Le agradeceré que Vd. y RS examinen si existe un medio para solucionar este dilema. Todo lo que se me ocurre es que tal vez podríamos aceptar la pérdida de los 240.000 ECU y pagar esta cantidad con nuestro presupuesto del año próximo - aunque, evidentemente, ello llamará la atención del Comité de gestión sobre el problema suscitado». (6)
Por consiguiente, el responsable de la Comisión consideraba claramente que, al menos en términos de equidad, se justificaba una prórroga del plazo y el único problema consistía en la anualidad de los créditos de que se trata. Sin embargo, le parecía posible hallar una solución técnica para este problema.

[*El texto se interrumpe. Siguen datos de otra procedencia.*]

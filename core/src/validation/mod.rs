//! Post-solve verification of flows and plans
//! Copyright (c) 2025 Mohammad Atashi <mohammadaliatashi@icloud.com>

pub mod correctness;

pub use self::correctness::{CorrectnessValidator, Violation};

99 Por mi parte, estimo que la Comisión debería haber buscado una solución en este sentido.
100 Por el contrario, del escrito de 30 de noviembre de 1993 de la Comisión, que detalla los motivos de la decisión finalmente adoptada mediante escrito de 3 de agosto de 1994, se desprende que fundamentó toda su argumentación para denegar el pago del saldo en el estado en que se encontraba el proyecto el 31 de octubre de 1993.
101 En cuanto a las otras consideraciones invocadas en este documento, a las que las partes dedican extensos comentarios, se refieren a la utilización de los fondos ya abonados, en el contexto de una posible decisión de la Comisión de exigir su reembolso.
102 Puesto que el recurso tiene por único objeto la anulación de la decisión de denegar el pago del saldo, no corresponde examinar los argumentos presentados en el contexto de una posible decisión que impusiera el reembolso.
Conclusión
103 Por consiguiente, se deduce de lo que antecede que, al considerar que el proyecto debía estar terminado el 31 de octubre de 1993, mientras que el pago de la ayuda no había tenido lugar después de la recepción de la declaración de aceptación, y al insistir hasta febrero de 1993 en la modificación de la lista de las empresas participantes, la Comisión ha infringido su propia decisión de conceder una ayuda financiera. Al hacerlo, también ha incurrido en una violación del principio patere legem quam ipse fecisti, así como del principio de buena fe. (7) Como considero que deben ser desestimados los motivos aducidos por la Comisión en su defensa, también llego a la conclusión de que procede condenarla al pago de las costas.
(1) - DO C 51, p. 15.
(2) - Sentencia IPK/Comisión (T-331/94, Rec. p. II-1665).
(3) - Apartado 41 de la sentencia recurrida.
(4) - Véase, por ejemplo, la sentencia del Tribunal de Justicia de 1 de junio de 1994, Comisión/Brazzelli Lualdi y otros (C-136/92 P, Rec. p. I-1981).
(5) - DO 1992, C 51, p. 15.
(6) - Traducción libre.
(7) - Sentencia de 15 de julio de 1960, Von Lachmüller y otros/Comisión (asuntos acumulados 43/59, 45/59 y 48/59, Rec. pp. 933 y ss., en especial, p. 956).